Мама выпрямляется во весь рост. Временами я задаюсь вопросом, оправится ли она когда-нибудь после того, как папа бросил нас ради своей секретарши. Она так и не вышла замуж повторно. Я не помню, чтобы она когда-либо с кем-то встречалась.

Смогу ли я когда-нибудь забыть Итана?

Смогу ли я когда-нибудь полюбить кого-то другого так, как люблю его?

Мое сердце кричит решительное нет.

— У Итана нет других интрижек, дорогая, — напоминает мне мама. — Он все еще любит тебя.

— Любви иногда бывает недостаточно.

— Сейчас Рождество, милая. Это твоя возможность сделать паузу и задуматься о важном вокруг тебя.

Я хочу сказать ей, что между нами с Итаном все кончено, но нет необходимости повторять очевидное. И все же, какая-то часть меня отрицает это. Это не может быть нашим с Итаном концом. Интересно, сможем ли мы отыскать частичку той любви, которую когда-то делили? Зернышко, из которого могли бы вырасти новые отношения — что-то, что исцелит нас обоих.
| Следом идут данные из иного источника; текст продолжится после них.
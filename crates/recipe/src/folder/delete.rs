use mealbook_db::table::{Folder, Recipe};
use mealbook_shared::normalize_name;
use sea_query::{Expr, ExprTrait, Query, SqliteQueryBuilder};
use sea_query_sqlx::SqlxBinder;
use serde::Deserialize;
use std::collections::HashSet;
use strum::{Display, EnumString};

#[derive(Debug, Default, Clone, Copy, PartialEq, Eq, Display, EnumString, Deserialize)]
#[strum(serialize_all = "snake_case")]
#[serde(rename_all = "snake_case")]
pub enum DeleteMode {
    /// Children and recipes move up to the deleted folder's parent.
    #[default]
    Lift,
    /// The whole subtree goes, recipes included.
    Cascade,
}

impl super::Command {
    pub async fn delete(
        &self,
        id: impl Into<String>,
        mode: DeleteMode,
    ) -> mealbook_shared::Result<()> {
        let id = id.into();
        let mut tx = self.write_db.begin().await?;
        let hierarchy = super::load_hierarchy(&mut tx).await?;

        let Some(folder) = hierarchy.get(&id) else {
            mealbook_shared::not_found!("folder {id}");
        };

        match mode {
            DeleteMode::Lift => {
                let parent_id = folder.parent_id.to_owned();
                let taken = hierarchy
                    .children(parent_id.as_deref())
                    .iter()
                    .filter(|f| f.id != id)
                    .map(|f| normalize_name(&f.name))
                    .collect::<HashSet<_>>();

                if let Some(conflict) = hierarchy
                    .children(Some(&id))
                    .iter()
                    .find(|f| taken.contains(&normalize_name(&f.name)))
                {
                    mealbook_shared::user!(
                        "folder '{}' already exists in the parent folder",
                        conflict.name
                    );
                }

                let (sql, values) = Query::update()
                    .table(Folder::Table)
                    .value(Folder::ParentId, parent_id.to_owned())
                    .and_where(Expr::col(Folder::ParentId).eq(&id))
                    .build_sqlx(SqliteQueryBuilder);
                sqlx::query_with(&sql, values).execute(&mut *tx).await?;

                let (sql, values) = Query::update()
                    .table(Recipe::Table)
                    .value(Recipe::FolderId, parent_id.to_owned())
                    .and_where(Expr::col(Recipe::FolderId).eq(&id))
                    .build_sqlx(SqliteQueryBuilder);
                sqlx::query_with(&sql, values).execute(&mut *tx).await?;

                let (sql, values) = Query::delete()
                    .from_table(Folder::Table)
                    .and_where(Expr::col(Folder::Id).eq(&id))
                    .build_sqlx(SqliteQueryBuilder);
                sqlx::query_with(&sql, values).execute(&mut *tx).await?;

                tx.commit().await?;

                tracing::info!(folder.id = %id, "folder deleted, content lifted");
            }
            DeleteMode::Cascade => {
                let mut ids = hierarchy.descendant_ids(&id);
                ids.push(id.to_owned());

                let (sql, values) = Query::select()
                    .column(Recipe::Id)
                    .from(Recipe::Table)
                    .and_where(Expr::col(Recipe::FolderId).is_in(ids.clone()))
                    .build_sqlx(SqliteQueryBuilder);
                let recipes = sqlx::query_as_with::<_, (String,), _>(&sql, values)
                    .fetch_all(&mut *tx)
                    .await?;

                for (recipe_id,) in recipes.iter() {
                    crate::root::delete_recipe(&mut tx, recipe_id).await?;
                }

                let (sql, values) = Query::delete()
                    .from_table(Folder::Table)
                    .and_where(Expr::col(Folder::Id).is_in(ids.clone()))
                    .build_sqlx(SqliteQueryBuilder);
                sqlx::query_with(&sql, values).execute(&mut *tx).await?;

                tx.commit().await?;

                tracing::info!(
                    folder.id = %id,
                    folders = ids.len(),
                    recipes = recipes.len(),
                    "folder subtree deleted"
                );
            }
        }

        Ok(())
    }
}
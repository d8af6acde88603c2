#![allow(dead_code)]

use mealbook_mealplan::{AddMealInput, CreatePlanInput};
use mealbook_recipe::{
    CreateInput, IngredientLine,
    ingredient::{self, CreateIngredientInput},
};
use mealbook_shared::{
    State,
    mealplan::MealSlot,
    recipe::{IngredientCategory, Nutrition, Unit},
};
use sqlx::{SqlitePool, sqlite::SqliteConnectOptions};
use sqlx_migrator::{Migrate, Plan};
use std::{path::PathBuf, str::FromStr};
use time::Date;

pub async fn setup_test_state(path: PathBuf) -> anyhow::Result<State> {
    let opts = SqliteConnectOptions::from_str(&format!("sqlite:{}", path.to_str().unwrap()))?
        .create_if_missing(true);
    let pool = SqlitePool::connect_with(opts).await?;
    let mut conn = pool.acquire().await?;
    mealbook_db::migrator()?
        .run(&mut conn, &Plan::apply_all())
        .await?;

    Ok(State::single(pool))
}

pub async fn create_ingredient(
    state: &State,
    name: &str,
    unit: Unit,
    category: IngredientCategory,
) -> anyhow::Result<String> {
    Ok(ingredient::Command::new(state.clone())
        .create(CreateIngredientInput {
            name: name.to_owned(),
            unit,
            category,
            nutrition: Nutrition::default(),
        })
        .await?)
}

pub async fn create_recipe<S: AsRef<str>>(
    state: &State,
    name: &str,
    servings: u32,
    lines: &[(S, f64)],
) -> anyhow::Result<String> {
    Ok(mealbook_recipe::Command::new(state.clone())
        .create(CreateInput {
            name: name.to_owned(),
            servings,
            ingredients: lines
                .iter()
                .map(|(id, quantity)| IngredientLine {
                    ingredient_id: id.as_ref().to_owned(),
                    quantity: *quantity,
                    note: None,
                })
                .collect(),
            ..Default::default()
        })
        .await?)
}

pub async fn create_planner(
    state: &State,
    name: &str,
    start: Date,
    end: Date,
) -> anyhow::Result<String> {
    Ok(mealbook_mealplan::Command::new(state.clone())
        .create(CreatePlanInput {
            name: name.to_owned(),
            start,
            end,
        })
        .await?)
}

pub async fn plan_meal(
    state: &State,
    plan_id: &str,
    recipe_id: &str,
    date: Date,
    portions: u32,
) -> anyhow::Result<String> {
    Ok(mealbook_mealplan::Command::new(state.clone())
        .add_meal(
            plan_id,
            AddMealInput {
                recipe_id: recipe_id.to_owned(),
                date,
                slot: MealSlot::Dinner,
                portions,
            },
        )
        .await?)
}
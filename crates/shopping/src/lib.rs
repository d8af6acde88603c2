mod aggregation;
mod query;
mod root;

pub use aggregation::*;
pub use query::*;
pub use root::*;

use mealbook_db::table::{Ingredient, RecipeIngredient};
use mealbook_mealplan::Plan;
use mealbook_shared::recipe::{IngredientCategory, Unit};
use sea_query::{Expr, ExprTrait, JoinType, Order, SqliteQueryBuilder};
use sea_query_sqlx::SqlxBinder;
use sqlx::prelude::FromRow;
use std::collections::HashMap;

#[derive(FromRow)]
struct RecipeLineRow {
    recipe_id: String,
    ingredient_id: String,
    quantity: f64,
    name: String,
    unit: sqlx::types::Text<Unit>,
    category: sqlx::types::Text<IngredientCategory>,
}

/// Ingredient lines of every meal a shopping list covers.
///
/// A list generated from a planner only reads that planner; a detached list
/// reads every planner over its date range.
pub async fn requirements(
    state: &mealbook_shared::State,
    list: &Plan,
) -> mealbook_shared::Result<Vec<Requirement>> {
    let meals = mealbook_mealplan::Query(state.clone())
        .meals_between(list.source_plan_id.as_deref(), list.start, list.end)
        .await?;

    if meals.is_empty() {
        return Ok(vec![]);
    }

    let mut recipe_ids = meals
        .iter()
        .map(|m| m.recipe_id.to_owned())
        .collect::<Vec<_>>();
    recipe_ids.sort();
    recipe_ids.dedup();

    let (sql, values) = sea_query::Query::select()
        .columns([
            (RecipeIngredient::Table, RecipeIngredient::RecipeId),
            (RecipeIngredient::Table, RecipeIngredient::IngredientId),
            (RecipeIngredient::Table, RecipeIngredient::Quantity),
        ])
        .columns([
            (Ingredient::Table, Ingredient::Name),
            (Ingredient::Table, Ingredient::Unit),
            (Ingredient::Table, Ingredient::Category),
        ])
        .from(RecipeIngredient::Table)
        .join(
            JoinType::InnerJoin,
            Ingredient::Table,
            Expr::col((RecipeIngredient::Table, RecipeIngredient::IngredientId))
                .equals((Ingredient::Table, Ingredient::Id)),
        )
        .and_where(
            Expr::col((RecipeIngredient::Table, RecipeIngredient::RecipeId)).is_in(recipe_ids),
        )
        .order_by(
            (RecipeIngredient::Table, RecipeIngredient::Position),
            Order::Asc,
        )
        .build_sqlx(SqliteQueryBuilder);

    let rows = sqlx::query_as_with::<_, RecipeLineRow, _>(&sql, values)
        .fetch_all(&state.read_db)
        .await?;

    let mut lines: HashMap<String, Vec<RecipeLineRow>> = HashMap::new();
    for row in rows {
        lines.entry(row.recipe_id.to_owned()).or_default().push(row);
    }

    let mut requirements = vec![];
    for meal in meals.iter() {
        let Some(recipe_lines) = lines.get(&meal.recipe_id) else {
            continue;
        };

        for line in recipe_lines {
            requirements.push(Requirement {
                ingredient: ListIngredient {
                    id: line.ingredient_id.to_owned(),
                    name: line.name.to_owned(),
                    unit: line.unit.0,
                    category: line.category.0,
                },
                recipe_name: meal.recipe_name.to_owned(),
                quantity: line.quantity,
                servings: meal.servings,
                portions: meal.portions,
            });
        }
    }

    Ok(requirements)
}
— Неужто это Холли Миллер? — раздается мужской голос. Я поворачиваюсь и вижу Калеба Скотта, сидящего за столиком позади меня. Он один, перед ним лежит журнал, и он широко улыбается мне, когда я машу ему рукой. Калеб отодвигает свой стул. Через несколько секунд я оказываюсь в его объятиях. — Слышал, ты вернулась в город на праздники.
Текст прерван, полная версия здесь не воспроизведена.